- **Required work**: What you return must be an exact copy of the lines in the listing below between the line holding "compensating on failure" and the line holding "pub use config::Config;", inclusive, and nothing more.

- **Input material**:
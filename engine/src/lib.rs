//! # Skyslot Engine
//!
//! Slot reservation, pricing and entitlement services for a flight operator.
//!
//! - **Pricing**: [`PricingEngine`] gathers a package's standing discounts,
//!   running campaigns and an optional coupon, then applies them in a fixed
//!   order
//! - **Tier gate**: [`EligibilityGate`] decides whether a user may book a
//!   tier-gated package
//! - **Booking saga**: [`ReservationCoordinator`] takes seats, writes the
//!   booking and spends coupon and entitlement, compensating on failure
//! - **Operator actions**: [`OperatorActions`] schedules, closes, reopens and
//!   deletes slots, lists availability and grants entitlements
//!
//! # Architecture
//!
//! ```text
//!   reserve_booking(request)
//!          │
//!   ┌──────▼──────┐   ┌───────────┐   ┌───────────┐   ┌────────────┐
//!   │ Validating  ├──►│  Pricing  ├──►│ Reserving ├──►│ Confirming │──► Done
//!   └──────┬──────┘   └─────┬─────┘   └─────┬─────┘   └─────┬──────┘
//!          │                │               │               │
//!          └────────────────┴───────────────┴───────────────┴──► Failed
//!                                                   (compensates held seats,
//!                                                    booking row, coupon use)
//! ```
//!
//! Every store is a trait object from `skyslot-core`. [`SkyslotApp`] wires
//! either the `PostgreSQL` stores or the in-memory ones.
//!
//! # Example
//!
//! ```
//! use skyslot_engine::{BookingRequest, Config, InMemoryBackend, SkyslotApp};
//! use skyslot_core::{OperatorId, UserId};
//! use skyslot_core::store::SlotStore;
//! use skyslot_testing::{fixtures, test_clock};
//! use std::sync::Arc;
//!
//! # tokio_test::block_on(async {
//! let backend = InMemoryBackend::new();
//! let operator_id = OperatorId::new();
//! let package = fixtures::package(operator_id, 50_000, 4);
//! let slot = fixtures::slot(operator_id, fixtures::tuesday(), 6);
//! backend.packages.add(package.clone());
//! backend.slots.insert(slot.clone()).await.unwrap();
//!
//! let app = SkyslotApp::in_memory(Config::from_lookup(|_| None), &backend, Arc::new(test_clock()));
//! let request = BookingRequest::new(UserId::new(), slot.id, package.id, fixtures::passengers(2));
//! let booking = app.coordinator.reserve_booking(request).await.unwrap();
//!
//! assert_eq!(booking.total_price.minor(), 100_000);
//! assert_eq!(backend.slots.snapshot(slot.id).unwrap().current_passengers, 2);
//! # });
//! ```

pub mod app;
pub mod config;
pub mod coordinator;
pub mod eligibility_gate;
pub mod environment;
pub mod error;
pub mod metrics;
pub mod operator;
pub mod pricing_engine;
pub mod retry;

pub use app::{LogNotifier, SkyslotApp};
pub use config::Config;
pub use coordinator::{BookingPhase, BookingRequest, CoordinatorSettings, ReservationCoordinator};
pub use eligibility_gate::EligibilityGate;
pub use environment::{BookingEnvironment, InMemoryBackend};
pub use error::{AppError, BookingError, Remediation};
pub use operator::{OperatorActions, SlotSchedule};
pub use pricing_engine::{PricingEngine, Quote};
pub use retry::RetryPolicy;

- **Exercise solution**:
//!   booking and spends coupon and entitlement, compensating on failure
//! - **Operator actions**: [`OperatorActions`] schedules, closes, reopens and
//!   deletes slots, lists availability and grants entitlements
//!
//! # Architecture
//!
//! ```text
//!   reserve_booking(request)
//!          │
//!   ┌──────▼──────┐   ┌───────────┐   ┌───────────┐   ┌────────────┐
//!   │ Validating  ├──►│  Pricing  ├──►│ Reserving ├──►│ Confirming │──► Done
//!   └──────┬──────┘   └─────┬─────┘   └─────┬─────┘   └─────┬──────┘
//!          │                │               │               │
//!          └────────────────┴───────────────┴───────────────┴──► Failed
//!                                                   (compensates held seats,
//!                                                    booking row, coupon use)
//! ```
//!
//! Every store is a trait object from `skyslot-core`. [`SkyslotApp`] wires
//! either the `PostgreSQL` stores or the in-memory ones.
//!
//! # Example
//!
//! ```
//! use skyslot_engine::{BookingRequest, Config, InMemoryBackend, SkyslotApp};
//! use skyslot_core::{OperatorId, UserId};
//! use skyslot_core::store::SlotStore;
//! use skyslot_testing::{fixtures, test_clock};
//! use std::sync::Arc;
//!
//! # tokio_test::block_on(async {
//! let backend = InMemoryBackend::new();
//! let operator_id = OperatorId::new();
//! let package = fixtures::package(operator_id, 50_000, 4);
//! let slot = fixtures::slot(operator_id, fixtures::tuesday(), 6);
//! backend.packages.add(package.clone());
//! backend.slots.insert(slot.clone()).await.unwrap();
//!
//! let app = SkyslotApp::in_memory(Config::from_lookup(|_| None), &backend, Arc::new(test_clock()));
//! let request = BookingRequest::new(UserId::new(), slot.id, package.id, fixtures::passengers(2));
//! let booking = app.coordinator.reserve_booking(request).await.unwrap();
//!
//! assert_eq!(booking.total_price.minor(), 100_000);
//! assert_eq!(backend.slots.snapshot(slot.id).unwrap().current_passengers, 2);
//! # });
//! ```

pub mod app;
pub mod config;
pub mod coordinator;
pub mod eligibility_gate;
pub mod environment;
pub mod error;
pub mod metrics;
pub mod operator;
pub mod pricing_engine;
pub mod retry;

pub use app::{LogNotifier, SkyslotApp};
pub use config::Config;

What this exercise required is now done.